Social license is key in the food industry, and this not only relates to the use of the technologies but also in market responses. Thus, many countries are now recognising that they must enhance science literacy and science education as AI and life science technologies become critical to our futures. The sad state of science education in New Zealand is an inditement on our education system.

Solving complex problems requires systems approaches and the existential and escalating impacts of global warming cannot be shrugged off as someone else’s problem. The first world has created the problem and as part of the first world we must make our contribution to addressing it. Trade-offs will be needed, and the nature of those trade-offs affect many interests – hence why it is so difficult to confront. Technologies will not solve all of the issues, but for New Zealand avoiding addressing the methane challenge will simply create other fiscal challenges if we are to meet our NDCs.

In the interest of time, I have not talked about the other GHGs from agriculture, but the same technologies will have value in reducing nitrous oxide emissions.

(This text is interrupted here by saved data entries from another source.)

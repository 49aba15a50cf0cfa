use config::{Config, File};
use serde::{Deserialize, Serialize};
use snafu::ResultExt;
use tracking_core::Route;

use crate::error::{Result, SettingsSnafu};

#[derive(Debug, Clone, Copy, PartialEq, Eq, Deserialize, strum::Display, strum::EnumString)]
#[strum(ascii_case_insensitive)]
pub enum Environment {
    Local,
    Development,
    Production,
    Test,
}

/// Geographic area the fleet operates in, reported in stats only and never
/// enforced by the engine.
#[derive(Debug, Clone, Copy, PartialEq, Serialize, Deserialize)]
pub struct BoundingBox {
    pub min_latitude: f64,
    pub max_latitude: f64,
    pub min_longitude: f64,
    pub max_longitude: f64,
}

fn default_tick_interval() -> std::time::Duration {
    std::time::Duration::from_secs(30)
}

#[derive(Debug, Deserialize)]
pub struct Settings {
    pub environment: Environment,
    #[serde(with = "humantime_serde", default = "default_tick_interval")]
    pub tick_interval: std::time::Duration,
    #[serde(with = "humantime_serde")]
    pub status_report_interval: std::time::Duration,
    pub bounding_box: Option<BoundingBox>,
    pub routes: Vec<Route>,
}

impl Settings {
    pub fn new() -> Result<Self> {
        let environment = std::env::var("APP_ENVIRONMENT")
            .map(|v| {
                v.parse::<Environment>()
                    .expect("failed to parse APP_ENVIRONMENT")
            })
            .unwrap_or(Environment::Local);

        Config::builder()
            .add_source(
                File::with_name(&format!("config/{}", environment.to_string().to_lowercase()))
                    .required(true),
            )
            .add_source(config::Environment::with_prefix("TRACKING_ENGINE").separator("__"))
            .set_override("environment", environment.to_string())
            .context(SettingsSnafu)?
            .build()
            .context(SettingsSnafu)?
            .try_deserialize()
            .context(SettingsSnafu)
    }
}
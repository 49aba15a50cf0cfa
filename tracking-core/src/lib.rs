#![deny(warnings)]
#![deny(rust_2018_idioms)]

//! Domain types and pure simulation math for the vessel tracking engine:
//! geodesy, biofouling growth, route definitions and the shared vessel state
//! store. Contains no scheduling or I/O.

mod domain;
mod error;
mod geodesy;
mod store;

pub use domain::*;
pub use error::*;
pub use geodesy::*;
pub use store::*;
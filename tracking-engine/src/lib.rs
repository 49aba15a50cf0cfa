#![deny(warnings)]
#![deny(rust_2018_idioms)]

//! Implements the vessel tracking simulation engine: one independent periodic
//! task per tracked vessel advancing its position along a cyclic route and
//! growing its hull fouling, with concurrent status queries over a shared
//! state store.

pub mod error;
pub mod scheduler;
pub mod settings;
pub mod startup;
pub mod updater;
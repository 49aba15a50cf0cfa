use snafu::{Location, Snafu};

use crate::VesselId;

pub type CoreResult<T> = std::result::Result<T, Error>;

#[derive(Debug, Snafu)]
#[snafu(visibility(pub))]
pub enum Error {
    #[snafu(display("vessel '{vessel_id}' does not exist in the route registry"))]
    UnknownVessel {
        #[snafu(implicit)]
        location: Location,
        vessel_id: VesselId,
    },
    #[snafu(display(
        "route for vessel '{vessel_id}' has {num_waypoints} waypoints, at least 2 are required"
    ))]
    MalformedRoute {
        #[snafu(implicit)]
        location: Location,
        vessel_id: VesselId,
        num_waypoints: usize,
    },
}
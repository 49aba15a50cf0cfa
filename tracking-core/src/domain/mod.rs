mod biofouling;
mod routes;
mod vessels;

pub use biofouling::*;
pub use routes::*;
pub use vessels::*;
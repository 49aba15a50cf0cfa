//! Spherical-earth geodesy used by the position updater. All functions are
//! pure and total for finite inputs; results are double precision with no
//! rounding beyond that.

static EARTH_RADIUS_KM: f64 = 6371.0;

/// Great-circle distance between two coordinates in kilometers, computed
/// with the haversine formula.
pub fn distance_km(lat1: f64, lon1: f64, lat2: f64, lon2: f64) -> f64 {
    let phi1 = lat1.to_radians();
    let phi2 = lat2.to_radians();
    let delta_phi = (lat2 - lat1).to_radians();
    let delta_lambda = (lon2 - lon1).to_radians();

    let a = (delta_phi / 2.0).sin().powi(2)
        + phi1.cos() * phi2.cos() * (delta_lambda / 2.0).sin().powi(2);

    EARTH_RADIUS_KM * 2.0 * a.sqrt().atan2((1.0 - a).sqrt())
}

/// Initial bearing from the first coordinate towards the second, in degrees
/// normalized into `[0, 360)`.
pub fn initial_bearing(lat1: f64, lon1: f64, lat2: f64, lon2: f64) -> f64 {
    let phi1 = lat1.to_radians();
    let phi2 = lat2.to_radians();
    let delta_lambda = (lon2 - lon1).to_radians();

    let y = delta_lambda.sin() * phi2.cos();
    let x = phi1.cos() * phi2.sin() - phi1.sin() * phi2.cos() * delta_lambda.cos();

    y.atan2(x).to_degrees().rem_euclid(360.0)
}

/// Forward projection of a coordinate along an initial bearing by the given
/// angular distance (radians). Inverse of `distance_km`/`initial_bearing`
/// for small steps.
pub fn destination(
    lat: f64,
    lon: f64,
    bearing_degrees: f64,
    angular_distance: f64,
) -> (f64, f64) {
    let phi1 = lat.to_radians();
    let lambda1 = lon.to_radians();
    let theta = bearing_degrees.to_radians();

    let phi2 = (phi1.sin() * angular_distance.cos()
        + phi1.cos() * angular_distance.sin() * theta.cos())
    .asin();
    let lambda2 = lambda1
        + (theta.sin() * angular_distance.sin() * phi1.cos())
            .atan2(angular_distance.cos() - phi1.sin() * phi2.sin());

    (phi2.to_degrees(), lambda2.to_degrees())
}
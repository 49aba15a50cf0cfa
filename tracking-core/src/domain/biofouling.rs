use chrono::{DateTime, Utc};
use rand::Rng;
use serde::{Deserialize, Serialize};
use strum::Display;

/// Daily fouling growth in percentage points, drawn uniformly per advance.
static DAILY_GROWTH_RANGE: std::ops::Range<f64> = 2.5..4.0;
/// Initial fouling seeded on a vessel's first appearance.
static INITIAL_FOULING_RANGE: std::ops::Range<f64> = 10.0..70.0;
static INITIAL_DAYS_SINCE_CLEAN_RANGE: std::ops::Range<i64> = 0..120;

static MAX_FOULING_PERCENT: f64 = 100.0;

#[derive(Debug, Clone, Copy, PartialEq, Eq, Display, Serialize, Deserialize)]
#[serde(rename_all = "lowercase")]
#[strum(serialize_all = "lowercase")]
pub enum FoulingClass {
    Clean,
    Low,
    Medium,
    High,
}

impl FoulingClass {
    pub fn from_percent(fouling_percent: f64) -> Self {
        if fouling_percent <= 15.0 {
            FoulingClass::Clean
        } else if fouling_percent <= 40.0 {
            FoulingClass::Low
        } else if fouling_percent <= 75.0 {
            FoulingClass::Medium
        } else {
            FoulingClass::High
        }
    }
}

/// Simulated hull fouling accumulation and its derived fuel penalty.
#[derive(Debug, Clone, PartialEq, Serialize)]
pub struct BiofoulingState {
    pub fouling_percent: f64,
    pub fouling_class: FoulingClass,
    pub days_since_clean: i64,
    pub last_clean_timestamp: DateTime<Utc>,
    pub fuel_penalty_percent: f64,
}

impl BiofoulingState {
    /// Fresh fouling record for a newly created vessel state. Called exactly
    /// once per vessel per process lifetime.
    pub fn seed(rng: &mut impl Rng, now: DateTime<Utc>) -> Self {
        let fouling_percent = rng.random_range(INITIAL_FOULING_RANGE.clone());
        let days_since_clean = rng.random_range(INITIAL_DAYS_SINCE_CLEAN_RANGE.clone());

        Self {
            fouling_percent,
            fouling_class: FoulingClass::from_percent(fouling_percent),
            days_since_clean,
            last_clean_timestamp: now - chrono::Duration::days(days_since_clean),
            fuel_penalty_percent: fuel_penalty_percent(fouling_percent),
        }
    }

    /// Grows the fouling by a stochastic daily rate scaled to the elapsed
    /// time, clamped at 100%. `days_since_clean` is intentionally left
    /// untouched, matching the observed behavior of the source system.
    pub fn advance(self, elapsed_hours: f64, rng: &mut impl Rng) -> Self {
        let daily_rate = rng.random_range(DAILY_GROWTH_RANGE.clone());
        let fouling_percent =
            (self.fouling_percent + daily_rate / 24.0 * elapsed_hours).min(MAX_FOULING_PERCENT);

        Self {
            fouling_percent,
            fouling_class: FoulingClass::from_percent(fouling_percent),
            fuel_penalty_percent: fuel_penalty_percent(fouling_percent),
            ..self
        }
    }
}

pub fn fuel_penalty_percent(fouling_percent: f64) -> f64 {
    (fouling_percent / 100.0).powf(1.2) * 25.0
}
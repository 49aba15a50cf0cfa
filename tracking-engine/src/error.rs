use snafu::{Location, Snafu};

pub type Result<T> = std::result::Result<T, Error>;

#[derive(Debug, Snafu)]
#[snafu(visibility(pub))]
pub enum Error {
    #[snafu(display("failed to load settings"))]
    Settings {
        #[snafu(implicit)]
        location: Location,
        #[snafu(source)]
        error: config::ConfigError,
    },
    #[snafu(display("invalid route configuration"))]
    RouteConfiguration {
        #[snafu(implicit)]
        location: Location,
        source: tracking_core::Error,
    },
}
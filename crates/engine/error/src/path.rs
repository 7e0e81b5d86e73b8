/// The response path of a field-level error, in the order the fields were
/// traversed: alternating response keys and list indices.
#[derive(Debug, PartialEq, Eq, PartialOrd, Ord, Clone, Default)]
pub struct ErrorPath(Vec<ErrorPathSegment>);

impl std::ops::Deref for ErrorPath {
    type Target = Vec<ErrorPathSegment>;
    fn deref(&self) -> &Self::Target {
        &self.0
    }
}

impl std::ops::DerefMut for ErrorPath {
    fn deref_mut(&mut self) -> &mut Self::Target {
        &mut self.0
    }
}

#[derive(Debug, PartialEq, Eq, PartialOrd, Ord, Clone)]
pub enum ErrorPathSegment {
    Field(Box<str>),
    Index(usize),
}

impl From<Vec<ErrorPathSegment>> for ErrorPath {
    fn from(segments: Vec<ErrorPathSegment>) -> Self {
        ErrorPath(segments)
    }
}

impl FromIterator<ErrorPathSegment> for ErrorPath {
    fn from_iter<T: IntoIterator<Item = ErrorPathSegment>>(iter: T) -> Self {
        ErrorPath(iter.into_iter().collect())
    }
}

impl From<&str> for ErrorPathSegment {
    fn from(field: &str) -> Self {
        ErrorPathSegment::Field(field.into())
    }
}

impl From<String> for ErrorPathSegment {
    fn from(field: String) -> Self {
        ErrorPathSegment::Field(field.into_boxed_str())
    }
}

impl From<usize> for ErrorPathSegment {
    fn from(index: usize) -> Self {
        ErrorPathSegment::Index(index)
    }
}

impl ErrorPath {
    pub fn push(&mut self, segment: impl Into<ErrorPathSegment>) {
        self.0.push(segment.into());
    }

    #[must_use]
    pub fn child(&self, segment: impl Into<ErrorPathSegment>) -> ErrorPath {
        let mut path = self.clone();
        path.push(segment);
        path
    }
}

impl serde::Serialize for ErrorPath {
    fn serialize<S: serde::Serializer>(&self, serializer: S) -> Result<S::Ok, S::Error> {
        serializer.collect_seq(&self.0)
    }
}

impl serde::Serialize for ErrorPathSegment {
    fn serialize<S: serde::Serializer>(&self, serializer: S) -> Result<S::Ok, S::Error> {
        match self {
            ErrorPathSegment::Field(field) => serializer.serialize_str(field),
            ErrorPathSegment::Index(index) => serializer.serialize_u64(*index as u64),
        }
    }
}

impl std::fmt::Display for ErrorPath {
    fn fmt(&self, f: &mut std::fmt::Formatter<'_>) -> std::fmt::Result {
        for (i, segment) in self.0.iter().enumerate() {
            if i > 0 {
                f.write_str(".")?;
            }
            match segment {
                ErrorPathSegment::Field(field) => f.write_str(field)?,
                ErrorPathSegment::Index(index) => write!(f, "{index}")?,
            }
        }
        Ok(())
    }
}
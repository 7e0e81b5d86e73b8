use error::{ErrorCode, GraphqlError, GraphqlResult};
use operation::BoundField;
use schema::{ResolvedValue, ResolverInput, ScopedData, TypeDefinition};
use tracing::Instrument;

use super::{container::SelectionContext, list::resolve_list, resolve_container, set_error_path};
use crate::{execution::ExecutionContext, QueryPath};

/// Resolve one field of `parent_type` and complete its value against the
/// declared type.
///
/// A failing nullable field records its error and yields `null`; a failing
/// non-nullable field propagates, nulling out the nearest nullable ancestor.
pub(crate) async fn resolve_field(
    ctx: &ExecutionContext,
    parent_type: &str,
    field: &BoundField,
    path: QueryPath,
    scoped: ScopedData,
    parent: ResolvedValue,
) -> GraphqlResult<serde_json::Value> {
    if field.is_typename() {
        return Ok(serde_json::Value::String(parent_type.to_string()));
    }

    let result = resolve_field_inner(ctx, field, &path, scoped, parent)
        .await
        .map_err(|error| set_error_path(error, &path));

    match result {
        Ok(value) => Ok(value),
        Err(error) if field.definition.ty.is_nullable() => {
            ctx.add_error(error);
            Ok(serde_json::Value::Null)
        }
        Err(error) => {
            // Propagate to a parent that can null itself out.
            Err(error)
        }
    }
}

async fn resolve_field_inner(
    ctx: &ExecutionContext,
    field: &BoundField,
    path: &QueryPath,
    scoped: ScopedData,
    parent: ResolvedValue,
) -> GraphqlResult<serde_json::Value> {
    let arguments = field.resolve_arguments(&ctx.variables)?;
    let resolved = run_field_resolver(ctx, field, scoped.clone(), parent, arguments).await?;

    // Scope updates the resolver made are visible below this field only.
    let child_scope = resolved.scoped().cloned().unwrap_or(scoped);

    if field.definition.ty.is_list() {
        return resolve_list(ctx, field, path, child_scope, resolved).await;
    }

    let named_type = field.definition.ty.named_type();
    let type_definition = ctx.schema.type_by_name(named_type).ok_or_else(|| {
        tracing::error!(ty = named_type, "bound field references an unknown type");
        GraphqlError::internal_server_error()
    })?;

    if type_definition.is_leaf() {
        complete_leaf(field, resolved)
    } else {
        resolve_container_field(ctx, field, type_definition, path, child_scope, resolved).await
    }
}

fn complete_leaf(field: &BoundField, resolved: ResolvedValue) -> GraphqlResult<serde_json::Value> {
    if resolved.is_null() && field.definition.ty.is_non_null() {
        return Err(GraphqlError::new(
            format!(
                "An error happened while fetching `{}`, expected a non null value but found a null",
                field.name
            ),
            ErrorCode::ResolverError,
        )
        .with_location(field.pos));
    }
    Ok(resolved.take())
}

async fn resolve_container_field(
    ctx: &ExecutionContext,
    field: &BoundField,
    type_definition: &TypeDefinition,
    path: &QueryPath,
    scoped: ScopedData,
    resolved: ResolvedValue,
) -> GraphqlResult<serde_json::Value> {
    if resolved.is_null() {
        if field.definition.ty.is_non_null() {
            return Err(GraphqlError::new(
                format!(
                    "An error occurred while fetching `{}`, a non-nullable value was expected but no value was found.",
                    field.name
                ),
                ErrorCode::ResolverError,
            )
            .with_location(field.pos));
        }
        return Ok(serde_json::Value::Null);
    }

    resolve_container(SelectionContext {
        ctx,
        type_name: type_definition.name(),
        selection: &field.selection_set,
        path: path.clone(),
        scoped,
        parent: resolved,
    })
    .await
}

/// Invoke the field's cached pipeline: interceptors first, the resolver last.
///
/// Gated on the per-request concurrency cap and raced against the request's
/// cancellation signal so an unresponsive resolver cannot outlive the
/// request.
pub(super) async fn run_field_resolver(
    ctx: &ExecutionContext,
    field: &BoundField,
    scoped: ScopedData,
    parent: ResolvedValue,
    arguments: indexmap::IndexMap<async_graphql_value::Name, async_graphql_value::ConstValue>,
) -> GraphqlResult<ResolvedValue> {
    let input = ResolverInput {
        parent_type: field.parent_type.clone(),
        field_name: field.name.to_string(),
        parent,
        arguments,
        data: ctx.data.clone(),
        scoped,
        cancellation: ctx.cancellation.clone(),
    };

    let _permit = ctx
        .resolver_permits
        .acquire()
        .await
        .map_err(|_| GraphqlError::request_cancelled())?;

    let span = tracing::info_span!(
        "resolver",
        parent_type = %field.parent_type,
        field = %field.name,
    );
    let resolve_fut = field.pipeline.run(input).instrument(span);

    tokio::select! {
        biased;
        () = ctx.cancellation.cancelled() => Err(GraphqlError::request_cancelled()),
        result = resolve_fut => result.map_err(|error| {
            if error.locations.is_empty() {
                error.with_location(field.pos)
            } else {
                error
            }
        }),
    }
}
use std::time::Duration;

/// Engine settings carried by the schema.
///
/// All knobs the pipeline consults are explicit here; nothing is read from
/// ambient/global state.
#[derive(Debug, Clone)]
pub struct Settings {
    /// How long the whole request pipeline may run before it is cancelled.
    pub timeout: Duration,
    pub complexity_control: ComplexityControl,
    /// When disabled, cost annotations contribute their base cost only and
    /// multiplier arguments are ignored.
    pub complexity_multipliers: bool,
    pub operation_limits: OperationLimits,
    /// Cap on in-flight resolver invocations within a single request.
    pub max_concurrent_resolvers: usize,
}

impl Default for Settings {
    fn default() -> Self {
        Settings {
            timeout: Duration::from_secs(30),
            complexity_control: ComplexityControl::default(),
            complexity_multipliers: true,
            operation_limits: OperationLimits::default(),
            max_concurrent_resolvers: 64,
        }
    }
}

#[derive(Debug, Clone, Default)]
pub enum ComplexityControl {
    #[default]
    Disabled,
    /// Complexity limits are enforced with the given limit.
    Enforce { limit: u64 },
    /// Complexity is measured and reported.
    ///
    /// A limit can still be provided which we should use for reporting
    /// whether something would have gone over the limit.
    Measure { limit: Option<u64> },
}

impl ComplexityControl {
    pub fn is_enabled(&self) -> bool {
        !matches!(self, ComplexityControl::Disabled)
    }

    pub fn is_enforce(&self) -> bool {
        matches!(self, ComplexityControl::Enforce { .. })
    }

    pub fn limit(&self) -> Option<u64> {
        match self {
            ComplexityControl::Disabled => None,
            ComplexityControl::Enforce { limit } => Some(*limit),
            ComplexityControl::Measure { limit } => *limit,
        }
    }
}

/// Cheap structural limits checked while the operation is bound.
#[derive(Debug, Clone, Copy, Default)]
pub struct OperationLimits {
    pub depth: Option<u16>,
    pub root_fields: Option<u16>,
    pub aliases: Option<u16>,
}
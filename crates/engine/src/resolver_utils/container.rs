use std::{future::Future, pin::Pin};

use async_graphql_value::Name;
use error::GraphqlResult;
use operation::BoundField;
use schema::{ResolvedValue, ScopedData};

use super::field::resolve_field;
use crate::{execution::ExecutionContext, QueryPath};

/// A selection set being resolved on one concrete type.
#[derive(Clone)]
pub(crate) struct SelectionContext<'a> {
    pub ctx: &'a ExecutionContext,
    /// The declaring type of this selection set.
    pub type_name: &'a str,
    pub selection: &'a [BoundField],
    pub path: QueryPath,
    /// The tree-scoped bag inherited from the ancestors of this selection.
    pub scoped: ScopedData,
    pub parent: ResolvedValue,
}

type BoxFieldFuture<'a> = Pin<Box<dyn Future<Output = GraphqlResult<(Name, serde_json::Value)>> + Send + 'a>>;

/// Resolve a container by executing each of the fields concurrently.
pub(crate) async fn resolve_root_container(ctx: SelectionContext<'_>) -> GraphqlResult<serde_json::Value> {
    resolve_container_inner(ctx, true).await
}

/// Resolve a container by executing each of the fields serially.
pub(crate) async fn resolve_root_container_serial(ctx: SelectionContext<'_>) -> GraphqlResult<serde_json::Value> {
    resolve_container_inner(ctx, false).await
}

/// Non-root selection sets always resolve their fields concurrently,
/// including the result subtrees of mutation fields.
pub(crate) async fn resolve_container(ctx: SelectionContext<'_>) -> GraphqlResult<serde_json::Value> {
    resolve_container_inner(ctx, true).await
}

async fn resolve_container_inner(ctx: SelectionContext<'_>, parallel: bool) -> GraphqlResult<serde_json::Value> {
    tracing::trace!(ty = ctx.type_name, "resolving selection set");

    let exec = ctx.ctx;
    let type_name = ctx.type_name;

    let mut futures: Vec<BoxFieldFuture<'_>> = Vec::with_capacity(ctx.selection.len());
    for field in ctx.selection {
        let path = ctx.path.child(field.response_key.clone());
        let scoped = ctx.scoped.clone();
        let parent = ctx.parent.clone();
        futures.push(Box::pin(async move {
            let value = resolve_field(exec, type_name, field, path, scoped, parent).await?;
            Ok((field.response_key.clone(), value))
        }));
    }

    let results = if parallel {
        futures_util::future::try_join_all(futures).await?
    } else {
        let mut results = Vec::with_capacity(futures.len());
        for field in futures {
            results.push(field.await?);
        }
        results
    };

    // Final shape always follows the declared field order, whatever order
    // the futures completed in.
    let mut container = serde_json::Map::with_capacity(results.len());
    for (key, value) in results {
        match container.get_mut(key.as_str()) {
            Some(existing) => merge_duplicate_field(existing, value),
            None => {
                container.insert(key.to_string(), value);
            }
        }
    }

    Ok(serde_json::Value::Object(container))
}

/// Duplicate response keys merge pairwise: objects deep-merge, anything else
/// keeps the first occurrence.
fn merge_duplicate_field(existing: &mut serde_json::Value, incoming: serde_json::Value) {
    if let (serde_json::Value::Object(existing), serde_json::Value::Object(incoming)) = (existing, incoming) {
        for (key, value) in incoming {
            match existing.get_mut(&key) {
                Some(slot) => merge_duplicate_field(slot, value),
                None => {
                    existing.insert(key, value);
                }
            }
        }
    }
}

In Europe and the USA, we are now seeing major claims of massive reductions in methane production in the next decade – but these are referring largely feedlot-based systems. However, we can probably no longer truly claim to be the most greenhouse gas-efficient milk producers in the world. New Zealand must greatly accelerate its research capacities in advanced technologies with the methane question being one obvious reason why. At the same time, we need to greatly expand our international science collaborations as we are risk of being left behind. Right now, we face the imminent prospect of non-tariff barriers levied against our pastoral products based on the levels of methane emission by our livestock. Science and science-based innovation are far more central to our future as a nation than has been realised governments over the last the 25 years.